*WHAT YOU ARE ASKED TO DO*. Provide a verbatim copy of the data below.
─── PROVIDED DATA
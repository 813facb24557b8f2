use super::saved_card::SavedCardPayment;
use crate::domain::payer::Payer;
use crate::domain::payment::{Intent, Payment, PaymentResult};
use crate::domain::ports::{Credentials, GatewayClientBox};
use crate::domain::transaction::Transaction;
use crate::error::{GatewayError, SubmissionError};
use std::time::Duration;
use tracing::{debug, info, warn};

/// Builds payment requests and submits each one exactly once.
///
/// `PaymentAssembler` validates the whole request graph before anything
/// leaves the process, then hands the payment to its gateway, bounded by
/// the timeout given at construction. It never retries: a failed attempt is
/// returned to the caller as a [`SubmissionError`].
pub struct PaymentAssembler {
    gateway: GatewayClientBox,
    timeout: Duration,
}

impl PaymentAssembler {
    pub const DEFAULT_TIMEOUT: Duration = Duration::from_secs(30);

    /// Creates a new `PaymentAssembler`.
    ///
    /// # Arguments
    ///
    /// * `gateway` - The client payments are submitted through.
    /// * `timeout` - Upper bound for a single outbound submission.
    pub fn new(gateway: GatewayClientBox, timeout: Duration) -> Self {
        Self { gateway, timeout }
    }

    pub fn timeout(&self) -> Duration {
        self.timeout
    }

    /// Validates and submits a payment.
    ///
    /// Invalid input yields [`SubmissionError::Invalid`] and the gateway is
    /// never contacted.
    #[tracing::instrument(skip_all, fields(intent = %intent, transactions = transactions.len()))]
    pub async fn build_and_submit(
        &self,
        intent: Intent,
        transactions: Vec<Transaction>,
        payer: Payer,
        credentials: &Credentials,
    ) -> Result<PaymentResult, SubmissionError> {
        let payment = Payment::new(intent, payer, transactions).inspect_err(|err| {
            debug!(error = %err, "Rejected payment request before submission");
        })?;
        self.submit(&payment, credentials).await
    }

    /// Charges a previously stored card.
    pub async fn create_payment_with_saved_card(
        &self,
        request: SavedCardPayment,
        credentials: &Credentials,
    ) -> Result<PaymentResult, SubmissionError> {
        let (intent, transactions, payer) = request.into_parts().inspect_err(|err| {
            debug!(error = %err, "Rejected saved card payment before submission");
        })?;
        self.build_and_submit(intent, transactions, payer, credentials)
            .await
    }

    async fn submit(
        &self,
        payment: &Payment,
        credentials: &Credentials,
    ) -> Result<PaymentResult, SubmissionError> {
        match tokio::time::timeout(self.timeout, self.gateway.submit(payment, credentials)).await {
            Ok(Ok(result)) => {
                info!(id = %result.id, state = %result.state, "Created payment");
                Ok(result)
            }
            Ok(Err(err)) => {
                warn!(error = %err, "Gateway failed to create payment");
                Err(err.into())
            }
            Err(_) => {
                warn!(timeout = ?self.timeout, "Gateway call timed out");
                Err(GatewayError::Timeout(self.timeout).into())
            }
        }
    }
}

#[cfg(test)]
mod tests {
    use super::*;
    use crate::domain::amount::{Amount, Details};
    use crate::domain::funding::FundingInstrument;
    use crate::domain::payment::PaymentState;
    use crate::domain::ports::AccessToken;
    use crate::error::{InvalidAmountError, ValidationError};
    use crate::infrastructure::in_memory::InMemoryGateway;
    use rust_decimal_macros::dec;

    fn credentials() -> Credentials {
        Credentials::new(AccessToken::new("test-token"))
    }

    fn transaction() -> Transaction {
        let details = Details::new(dec!(5), dec!(1), dec!(1)).unwrap();
        Transaction::new(Amount::new("USD", dec!(7), Some(details)).unwrap())
    }

    fn payer() -> Payer {
        Payer::credit_card(FundingInstrument::saved_card("CARD-5BT058015C739554AKE2GCEI").unwrap())
    }

    #[tokio::test]
    async fn test_build_and_submit_success() {
        let gateway = InMemoryGateway::new();
        let assembler = PaymentAssembler::new(Box::new(gateway.clone()), PaymentAssembler::DEFAULT_TIMEOUT);
        assert_eq!(assembler.timeout(), Duration::from_secs(30));

        let result = assembler
            .build_and_submit(Intent::Sale, vec![transaction()], payer(), &credentials())
            .await
            .unwrap();

        assert_eq!(result.id, "PAY-1");
        assert_eq!(result.state, PaymentState::Created);
        assert_eq!(gateway.submission_count().await, 1);

        let submitted = gateway.submissions().await;
        assert_eq!(submitted[0].intent(), Intent::Sale);
        assert_eq!(submitted[0].transactions(), &[transaction()]);
    }

    #[tokio::test]
    async fn test_empty_transactions_never_reach_gateway() {
        let gateway = InMemoryGateway::new();
        let assembler = PaymentAssembler::new(Box::new(gateway.clone()), PaymentAssembler::DEFAULT_TIMEOUT);

        let result = assembler
            .build_and_submit(Intent::Sale, vec![], payer(), &credentials())
            .await;

        assert_eq!(
            result,
            Err(SubmissionError::Invalid(ValidationError::EmptyTransactions))
        );
        assert_eq!(gateway.submission_count().await, 0);
    }

    #[tokio::test]
    async fn test_mismatched_saved_card_amount_never_reaches_gateway() {
        let gateway = InMemoryGateway::new();
        let assembler = PaymentAssembler::new(Box::new(gateway.clone()), PaymentAssembler::DEFAULT_TIMEOUT);

        let request = SavedCardPayment {
            card_id: "CARD-1".to_string(),
            currency: "USD".to_string(),
            total: dec!(8),
            subtotal: dec!(5),
            tax: dec!(1),
            shipping: dec!(1),
            description: None,
            intent: None,
        };
        let result = assembler
            .create_payment_with_saved_card(request, &credentials())
            .await;

        assert!(matches!(
            result,
            Err(SubmissionError::Invalid(ValidationError::Amount(
                InvalidAmountError::SumMismatch { .. }
            )))
        ));
        assert_eq!(gateway.submission_count().await, 0);
    }

    #[tokio::test]
    async fn test_saved_card_payment_uses_requested_intent() {
        let gateway = InMemoryGateway::new();
        let assembler = PaymentAssembler::new(Box::new(gateway.clone()), PaymentAssembler::DEFAULT_TIMEOUT);

        let request = SavedCardPayment {
            card_id: "CARD-1".to_string(),
            currency: "EUR".to_string(),
            total: dec!(10.50),
            subtotal: dec!(10),
            tax: dec!(0.50),
            shipping: dec!(0),
            description: None,
            intent: Some(Intent::Authorize),
        };
        assembler
            .create_payment_with_saved_card(request, &credentials())
            .await
            .unwrap();

        let submitted = gateway.submissions().await;
        assert_eq!(submitted.len(), 1);
        assert_eq!(submitted[0].intent(), Intent::Authorize);
    }
}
──────
*SOLUTION FOR THIS PROBLEM*.
repository 813facb24557b8f2
use super::saved_card::SavedCardPayment;
use crate::domain::payer::Payer;
use crate::domain::payment::{Intent, Payment, PaymentResult};
use crate::domain::ports::{Credentials, GatewayClientBox};
use crate::domain::transaction::Transaction;
use crate::error::{GatewayError, SubmissionError};
use std::time::Duration;
use tracing::{debug, info, warn};

/// Builds payment requests and submits each one exactly once.
///
/// `PaymentAssembler` validates the whole request graph before anything
/// leaves the process, then hands the payment to its gateway, bounded by
/// the timeout given at construction. It never retries: a failed attempt is
/// returned to the caller as a [`SubmissionError`].
pub struct PaymentAssembler {
    gateway: GatewayClientBox,
    timeout: Duration,
}

impl PaymentAssembler {
    pub const DEFAULT_TIMEOUT: Duration = Duration::from_secs(30);

    /// Creates a new `PaymentAssembler`.
    ///
    /// # Arguments
    ///
    /// * `gateway` - The client payments are submitted through.
    /// * `timeout` - Upper bound for a single outbound submission.
    pub fn new(gateway: GatewayClientBox, timeout: Duration) -> Self {
        Self { gateway, timeout }
    }

    pub fn timeout(&self) -> Duration {
        self.timeout
    }

    /// Validates and submits a payment.
    ///
    /// Invalid input yields [`SubmissionError::Invalid`] and the gateway is
    /// never contacted.
    #[tracing::instrument(skip_all, fields(intent = %intent, transactions = transactions.len()))]
    pub async fn build_and_submit(
        &self,
        intent: Intent,
        transactions: Vec<Transaction>,
        payer: Payer,
        credentials: &Credentials,
    ) -> Result<PaymentResult, SubmissionError> {
        let payment = Payment::new(intent, payer, transactions).inspect_err(|err| {
            debug!(error = %err, "Rejected payment request before submission");
        })?;
        self.submit(&payment, credentials).await
    }

    /// Charges a previously stored card.
    pub async fn create_payment_with_saved_card(
        &self,
        request: SavedCardPayment,
        credentials: &Credentials,
    ) -> Result<PaymentResult, SubmissionError> {
        let (intent, transactions, payer) = request.into_parts().inspect_err(|err| {
            debug!(error = %err, "Rejected saved card payment before submission");
        })?;
        self.build_and_submit(intent, transactions, payer, credentials)
            .await
    }

    async fn submit(
        &self,
        payment: &Payment,
        credentials: &Credentials,
    ) -> Result<PaymentResult, SubmissionError> {
        match tokio::time::timeout(self.timeout, self.gateway.submit(payment, credentials)).await {
            Ok(Ok(result)) => {
                info!(id = %result.id, state = %result.state, "Created payment");
                Ok(result)
            }
            Ok(Err(err)) => {
                warn!(error = %err, "Gateway failed to create payment");
                Err(err.into())
            }
            Err(_) => {
                warn!(timeout = ?self.timeout, "Gateway call timed out");
                Err(GatewayError::Timeout(self.timeout).into())
            }
        }
    }
}

#[cfg(test)]
mod tests {
    use super::*;
    use crate::domain::amount::{Amount, Details};
    use crate::domain::funding::FundingInstrument;
    use crate::domain::payment::PaymentState;
    use crate::domain::ports::AccessToken;
    use crate::error::{InvalidAmountError, ValidationError};
    use crate::infrastructure::in_memory::InMemoryGateway;
    use rust_decimal_macros::dec;

    fn credentials() -> Credentials {
        Credentials::new(AccessToken::new("test-token"))
    }

    fn transaction() -> Transaction {
        let details = Details::new(dec!(5), dec!(1), dec!(1)).unwrap();
        Transaction::new(Amount::new("USD", dec!(7), Some(details)).unwrap())
    }

    fn payer() -> Payer {
        Payer::credit_card(FundingInstrument::saved_card("CARD-5BT058015C739554AKE2GCEI").unwrap())
    }

    #[tokio::test]
    async fn test_build_and_submit_success() {
        let gateway = InMemoryGateway::new();
        let assembler = PaymentAssembler::new(Box::new(gateway.clone()), PaymentAssembler::DEFAULT_TIMEOUT);
        assert_eq!(assembler.timeout(), Duration::from_secs(30));

        let result = assembler
            .build_and_submit(Intent::Sale, vec![transaction()], payer(), &credentials())
            .await
            .unwrap();

        assert_eq!(result.id, "PAY-1");
        assert_eq!(result.state, PaymentState::Created);
        assert_eq!(gateway.submission_count().await, 1);

        let submitted = gateway.submissions().await;
        assert_eq!(submitted[0].intent(), Intent::Sale);
        assert_eq!(submitted[0].transactions(), &[transaction()]);
    }

    #[tokio::test]
    async fn test_empty_transactions_never_reach_gateway() {
        let gateway = InMemoryGateway::new();
        let assembler = PaymentAssembler::new(Box::new(gateway.clone()), PaymentAssembler::DEFAULT_TIMEOUT);

        let result = assembler
            .build_and_submit(Intent::Sale, vec![], payer(), &credentials())
            .await;

        assert_eq!(
            result,
            Err(SubmissionError::Invalid(ValidationError::EmptyTransactions))
        );
        assert_eq!(gateway.submission_count().await, 0);
    }

    #[tokio::test]
    async fn test_mismatched_saved_card_amount_never_reaches_gateway() {
        let gateway = InMemoryGateway::new();
        let assembler = PaymentAssembler::new(Box::new(gateway.clone()), PaymentAssembler::DEFAULT_TIMEOUT);

        let request = SavedCardPayment {
            card_id: "CARD-1".to_string(),
            currency: "USD".to_string(),
            total: dec!(8),
            subtotal: dec!(5),
            tax: dec!(1),
            shipping: dec!(1),
            description: None,
            intent: None,
        };
        let result = assembler
            .create_payment_with_saved_card(request, &credentials())
            .await;

        assert!(matches!(
            result,
            Err(SubmissionError::Invalid(ValidationError::Amount(
                InvalidAmountError::SumMismatch { .. }
            )))
        ));
        assert_eq!(gateway.submission_count().await, 0);
    }

    #[tokio::test]
    async fn test_saved_card_payment_uses_requested_intent() {
        let gateway = InMemoryGateway::new();
        let assembler = PaymentAssembler::new(Box::new(gateway.clone()), PaymentAssembler::DEFAULT_TIMEOUT);

        let request = SavedCardPayment {
            card_id: "CARD-1".to_string(),
            currency: "EUR".to_string(),
            total: dec!(10.50),
            subtotal: dec!(10),
            tax: dec!(0.50),
            shipping: dec!(0),
            description: None,
            intent: Some(Intent::Authorize),
        };
        assembler
            .create_payment_with_saved_card(request, &credentials())
            .await
            .unwrap();

        let submitted = gateway.submissions().await;
        assert_eq!(submitted.len(), 1);
        assert_eq!(submitted[0].intent(), Intent::Authorize);
    }
}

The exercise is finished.